In Deutschland gibt es bisher gewisse Vorbehalte zwischen den Missionskreisen und den entwicklungspolitisch orientierten Gruppen. Ist das in der Schweiz auch der Fall und wie wirkt sich das auf den Prozess der Integration aus?
Das ist auch in der Schweiz der Fall, und deshalb ist dieser Prozess nicht ganz einfach. Aber wir haben immer betont, dass Entwicklung, Mission und weltweite Kirchenpartnerschaft theologisch gesehen eng zusammengehören, auch wenn es vor Ort unterschiedliche Partner und Schwerpunktsetzungen gibt, die andererseits nicht voneinander zu trennen sind. Es gibt auch Unterschiede in den Kulturen dieser Werke. Das hängt damit zusammen, dass die Missionen vor 180 Jahren gegründet wurden, HEKS nach dem Zweiten Weltkrieg entstand und wir ein Kind der sechziger Jahre sind. Diese Kulturen miteinander zu verbinden, braucht einen gewissen Prozess.
Worin besteht heute der Unterschied zwischen Brot für alle und HEKS?
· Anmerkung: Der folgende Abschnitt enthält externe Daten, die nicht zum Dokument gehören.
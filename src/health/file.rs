use std::{io::ErrorKind, path::PathBuf};

use anyhow::Result;
use async_trait::async_trait;
use chrono::{DateTime, Utc};
use fs4::tokio::AsyncFileExt;
use serde::{Deserialize, Serialize};
use tokio::{
    fs::File,
    io::{AsyncBufReadExt, AsyncWriteExt, BufReader},
};
use tracing::{debug, instrument, warn};

use super::{HealthMetric, HealthProvider};

pub const SAMPLES_FILE_NAME: &str = "steps.jsonl";

/// A single recording of steps. Stored as one json object per line.
#[derive(Debug, Clone, PartialEq, Serialize, Deserialize)]
pub struct StepSample {
    #[serde(with = "chrono::serde::ts_seconds")]
    pub start: DateTime<Utc>,
    #[serde(with = "chrono::serde::ts_seconds")]
    pub end: DateTime<Utc>,
    pub count: f64,
}

/// Provider backed by a json lines file of [StepSample]s. The data source is considered available
/// only when the file exists.
pub struct FileHealthProvider {
    path: PathBuf,
}

impl FileHealthProvider {
    pub fn new(path: PathBuf) -> Self {
        Self { path }
    }

    /// Appends a sample to the end of the file, creating it if needed.
    pub async fn append_sample(&self, sample: &StepSample) -> Result<()> {
        let mut line = serde_json::to_string(sample)?;
        line.push('\n');

        let mut file = File::options()
            .create(true)
            .append(true)
            .open(&self.path)
            .await?;

        // Semi-safe acquire-release for a file
        file.lock_exclusive()?;
        let result = async {
            file.write_all(line.as_bytes()).await?;
            file.flush().await
        }
        .await;
        file.unlock_async().await?;
        result?;
        debug!("Appended {sample:?} to {:?}", self.path);
        Ok(())
    }

    async fn read_samples(&self) -> std::result::Result<Vec<StepSample>, std::io::Error> {
        let file = File::open(&self.path).await?;
        file.lock_shared()?;
        let mut lines = BufReader::new(file).lines();
        let mut samples = vec![];
        while let Some(line) = lines.next_line().await? {
            if line.trim().is_empty() {
                continue;
            }
            match serde_json::from_str::<StepSample>(&line) {
                Ok(v) => samples.push(v),
                Err(e) => {
                    // ignore illegal values. Might happen after an interrupted write
                    warn!(
                        "During parsing in path {:?} found illegal json string {}: {e}",
                        self.path, &line
                    )
                }
            }
        }

        lines.into_inner().into_inner().unlock_async().await?;

        Ok(samples)
    }
}

#[async_trait]
impl HealthProvider for FileHealthProvider {
    fn is_data_source_available(&self) -> bool {
        self.path.is_file()
    }

    async fn authorize_read(&self, metric: HealthMetric) -> Result<bool> {
        debug!("Authorizing read of {metric} from {:?}", self.path);
        match File::open(&self.path).await {
            Ok(_) => Ok(true),
            Err(e) if e.kind() == ErrorKind::PermissionDenied => Ok(false),
            Err(e) => Err(e.into()),
        }
    }

    #[instrument(skip(self))]
    async fn query_cumulative_sum(
        &self,
        metric: HealthMetric,
        start: DateTime<Utc>,
        end: DateTime<Utc>,
    ) -> Result<Option<f64>> {
        let samples = match self.read_samples().await {
            Ok(samples) => samples,
            Err(e) if e.kind() == ErrorKind::NotFound => return Ok(None),
            Err(e) => Err(e)?,
        };

        let sum = samples
            .into_iter()
            .filter(|sample| sample.start >= start && sample.start < end)
            .fold(None, |sum: Option<f64>, sample| {
                Some(sum.unwrap_or(0.) + sample.count)
            });
        debug!("Cumulative {metric} between {start} and {end} is {sum:?}");
        Ok(sum)
    }
}

#[cfg(test)]
mod tests {
    use anyhow::Result;
    use chrono::{DateTime, Duration, TimeZone, Utc};
    use tempfile::tempdir;

    use crate::{
        health::{HealthMetric, HealthProvider},
        utils::logging::TEST_LOGGING,
    };

    use super::{FileHealthProvider, StepSample, SAMPLES_FILE_NAME};

    fn day_start() -> DateTime<Utc> {
        Utc.with_ymd_and_hms(2025, 10, 23, 0, 0, 0).unwrap()
    }

    fn sample(offset_minutes: i64, count: f64) -> StepSample {
        let start = day_start() + Duration::minutes(offset_minutes);
        StepSample {
            start,
            end: start + Duration::minutes(5),
            count,
        }
    }

    #[tokio::test]
    async fn missing_file_is_unavailable() -> Result<()> {
        *TEST_LOGGING;
        let dir = tempdir()?;
        let provider = FileHealthProvider::new(dir.path().join(SAMPLES_FILE_NAME));

        assert!(!provider.is_data_source_available());
        assert_eq!(
            provider
                .query_cumulative_sum(HealthMetric::StepCount, day_start(), Utc::now())
                .await?,
            None
        );
        Ok(())
    }

    #[tokio::test]
    async fn sums_samples_starting_inside_range() -> Result<()> {
        *TEST_LOGGING;
        let dir = tempdir()?;
        let provider = FileHealthProvider::new(dir.path().join(SAMPLES_FILE_NAME));
        provider.append_sample(&sample(-10, 900.)).await?;
        provider.append_sample(&sample(0, 120.)).await?;
        provider.append_sample(&sample(60, 3000.5)).await?;
        provider.append_sample(&sample(120, 77.)).await?;

        assert!(provider.is_data_source_available());
        assert!(provider.authorize_read(HealthMetric::StepCount).await?);

        let sum = provider
            .query_cumulative_sum(
                HealthMetric::StepCount,
                day_start(),
                day_start() + Duration::minutes(120),
            )
            .await?;

        assert_eq!(sum, Some(3120.5));
        Ok(())
    }

    #[tokio::test]
    async fn empty_range_has_no_data() -> Result<()> {
        *TEST_LOGGING;
        let dir = tempdir()?;
        let provider = FileHealthProvider::new(dir.path().join(SAMPLES_FILE_NAME));
        provider.append_sample(&sample(-30, 400.)).await?;

        let sum = provider
            .query_cumulative_sum(
                HealthMetric::StepCount,
                day_start(),
                day_start() + Duration::hours(12),
            )
            .await?;

        assert_eq!(sum, None);
        Ok(())
    }

    #[tokio::test]
    async fn malformed_lines_are_skipped() -> Result<()> {
        *TEST_LOGGING;
        let dir = tempdir()?;
        let path = dir.path().join(SAMPLES_FILE_NAME);
        let valid = serde_json::to_string(&sample(5, 250.))?;
        std::fs::write(&path, format!("{{\"start\": \n\n{valid}\nnot json\n"))?;
        let provider = FileHealthProvider::new(path);

        let sum = provider
            .query_cumulative_sum(
                HealthMetric::StepCount,
                day_start(),
                day_start() + Duration::days(1),
            )
            .await?;

        assert_eq!(sum, Some(250.));
        Ok(())
    }
}
use std::{fmt::Display, ops::Deref};

/// Whole-number share of a goal, as shown next to the progress ring.
#[derive(Debug, Clone, Copy, PartialEq, PartialOrd)]
pub struct Percentage(f64);

impl Display for Percentage {
    fn fmt(&self, f: &mut std::fmt::Formatter<'_>) -> std::fmt::Result {
        // Truncated rather than rounded, 99.9% of a goal is not 100%.
        write!(f, "{}%", self.0.trunc() as i64)
    }
}

impl Percentage {
    pub fn new_opt(value: f64) -> Option<Percentage> {
        if value < 0. || value.is_nan() {
            None
        } else {
            Some(Percentage(value))
        }
    }

    /// Converts a fraction in `[0, 1]` into a percentage. Anything outside is clamped.
    pub fn from_fraction(fraction: f64) -> Percentage {
        Percentage::new_opt(fraction.clamp(0., 1.) * 100.).unwrap_or(Percentage(0.))
    }
}

impl Deref for Percentage {
    type Target = f64;

    fn deref(&self) -> &Self::Target {
        &self.0
    }
}

#[cfg(test)]
mod tests {
    use super::Percentage;

    #[test]
    fn display_truncates() {
        assert_eq!(Percentage::from_fraction(0.999).to_string(), "99%");
        assert_eq!(Percentage::from_fraction(1.0).to_string(), "100%");
        assert_eq!(Percentage::from_fraction(0.0).to_string(), "0%");
    }

    #[test]
    fn from_fraction_clamps() {
        assert_eq!(*Percentage::from_fraction(1.7), 100.);
        assert_eq!(*Percentage::from_fraction(-0.3), 0.);
        assert_eq!(*Percentage::from_fraction(f64::NAN), 0.);
    }

    #[test]
    fn negative_is_rejected() {
        assert!(Percentage::new_opt(-1.).is_none());
        assert!(Percentage::new_opt(12.5).is_some());
    }
}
HEKS wurde nach dem Zweiten Weltkrieg zur Unterstützung des
Wiederaufbaus in Europa und für die zwischenkirchliche Hilfe in Europa
gegründet. Inzwischen sind Flüchtlingsarbeit, Migrationsarbeit und
Diakonie in der Schweiz als zusätzliche Aufgaben dazugekommen. Brot
für alle wurde 1961 am Beginn des ersten Entwicklungsjahrzehnts, also
praktisch gleichzeitig mit Brot für die Welt gegründet mit dem Fokus
auf Entwicklungsarbeit in Afrika, Asien und Lateinamerika. Wir sind, weil es
das HEKS schon gab, eine Finanzierungsinstitution, die vier Mandate hat:
1. Geld sammeln für die Entwicklungszusammenarbeit in diesen drei
Kontinenten (es geht also nicht um die Durchführung von Projekten, sondern
die Finanzierung über Partnerorganisationen),
2. die Informations- und Bildungsarbeit in der Schweiz,
3. die entwicklungspolitische Advocacy- und Lobby-Arbeit,
4. die Überprüfung und Qualitätssicherung der Entwicklungszusammenarbeitsprojekte.
Wie finanzieren sich die beiden Hilfswerke und wie entwickelt sich die finanzielle Situation der Werke?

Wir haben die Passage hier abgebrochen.